I completely understand that if you have made it this long without any STDs you would want to keep it that way. But as someone mentioned, you might be safer with someone that knows they have something than those that don't. Over 90% of all people have been exposed to HSV-1. Many just don't know it. Valtrex does reduce the likelihood of transmission of herpes. Most people that have had it for awhile know before they get an outbreak. Yes the virus can shed even without any symptoms. But someone that has had it awhile probably has their immune system keeping the virus in hiding as long as they stay healthy. That's why its not known to be curable. The virus hides in the CNS where the antivirals can't reach it. While hiding, the virus isn't spreading. The cure for it involves luring the virus out so that the person has an outbreak, then the antivirals and the immune system kill it. Of course some will stay hiding, so it has to be repeated multiple times until all are gone. I have only read about it, I don't know anyone that has been cured. But medically it makes sense. Hepatitis C can be cured now also. It depends on which genotype the person has. It takes months of a combo of antivirals and interferon but it can be completely eliminated from the body. Might feel like hammered hell while being treated, but everything has a price. Eight years ago when i did a research paper on the HPV vaccine, i learned that there were 110 genotypes of that virus. Most of them are harmless and the immune system eliminates them without the person ever knowing they were exposed. Back then the statistics were like 92% of sexually active people had been exposed. The testing for HPV usually only detects the 4 most common genotypes known to cause disease. These are the same 4 that the common vaccine protects against.

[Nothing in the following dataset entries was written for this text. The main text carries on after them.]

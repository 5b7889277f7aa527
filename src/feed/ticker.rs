// Binance 24hr ticker stream parsing

use crate::core::types::{PriceDirection, PriceUpdate};
use serde_json::Value;
use std::collections::HashMap;

/// One parsed ticker frame
#[derive(Debug, Clone, PartialEq)]
pub struct TickerTick {
    /// Lowercase base+quote, e.g. "btcusdt"
    pub symbol: String,
    pub price: f64,
    pub change24h: f64,
    pub high24h: f64,
    pub low24h: f64,
    /// Quote-asset volume over 24h
    pub volume24h: f64,
}

impl TickerTick {
    pub fn to_update(&self, direction: PriceDirection) -> PriceUpdate {
        PriceUpdate {
            price: self.price,
            change24h: self.change24h,
            high24h: Some(self.high24h),
            low24h: Some(self.low24h),
            volume24h: Some(self.volume24h),
            direction: Some(direction),
        }
    }
}

/// Parse a combined-stream (`{"stream":..,"data":{..}}`) or bare `24hrTicker`
/// frame. Anything else, including subscription acks, yields `None`.
pub fn parse_ticker(text: &str) -> Option<TickerTick> {
    let value: Value = serde_json::from_str(text).ok()?;
    let data = value.get("data").unwrap_or(&value);

    if let Some(event) = data.get("e").and_then(|e| e.as_str()) {
        if event != "24hrTicker" {
            return None;
        }
    }

    let symbol = data.get("s")?.as_str()?.to_lowercase();
    if symbol.is_empty() {
        return None;
    }

    let price = number_field(data, "c")?;
    if !price.is_finite() || price <= 0.0 {
        return None;
    }

    Some(TickerTick {
        symbol,
        price,
        change24h: number_field(data, "P").unwrap_or(0.0),
        high24h: number_field(data, "h").unwrap_or(price),
        low24h: number_field(data, "l").unwrap_or(price),
        volume24h: number_field(data, "q").unwrap_or(0.0),
    })
}

// Binance sends decimals as strings; accept plain numbers too
fn number_field(data: &Value, key: &str) -> Option<f64> {
    match data.get(key)? {
        Value::String(s) => s.parse::<f64>().ok(),
        Value::Number(n) => n.as_f64(),
        _ => None,
    }
}

/// Tick-to-tick direction per symbol
#[derive(Debug, Default)]
pub struct DirectionTracker {
    last: HashMap<String, f64>,
}

impl DirectionTracker {
    pub fn new() -> Self {
        Self::default()
    }

    pub fn observe(&mut self, symbol: &str, price: f64) -> PriceDirection {
        let direction = match self.last.get(symbol) {
            Some(&previous) if price > previous => PriceDirection::Up,
            Some(&previous) if price < previous => PriceDirection::Down,
            _ => PriceDirection::Neutral,
        };
        self.last.insert(symbol.to_string(), price);
        direction
    }
}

It's kind of funny to me that some people get all in an uproar about someone having these medical conditions. Much more dangerous, and a much more hardy virus is Hepatitis B. While it can be spread sexually, most get it from being exposed to the virus from blood or a contact surface that has had blood on it. So if you ever had someones blood on your hands and you had a tiny little cut, you could have gotten it. (True of Hep C and HIV also but those it takes more copies of the virus to cause a healthy person to catch the disease and they don't live as long outside of the body). The good news is that there is a vaccine for Hepatitis B. I got the vaccine for A while I was at it. Every day that you leave your little bubble of a home, you risk catching a disease or dying. Driving to work with your neighbor as a passenger and you get in a car accident and they bleed on you, you risk exposure. I went to a dentist that stuck his finger with the needle he was using to give me novocaine. Potential exposure (we both got tested and all was good except i wouldn't let him do any dental work on me. If you can't keep your fingers out of the way of the needle, I'm not trusting my tongue near the drill).

So to me living life is a risk. Knowing the risk gives me the right to make an informed decision to continue on with a relationship. But I'm not going to miss out on possibly something special and still probably be safe with proper precautions. At least it is a risk i have chosen to take. Not like going to the movies and have some pscho open fire, and if i am not personally shot, the blood spray from the person in front of me gets me. Or going to the emergency room to get stitches and someone there coughs on me and i wind up with TB.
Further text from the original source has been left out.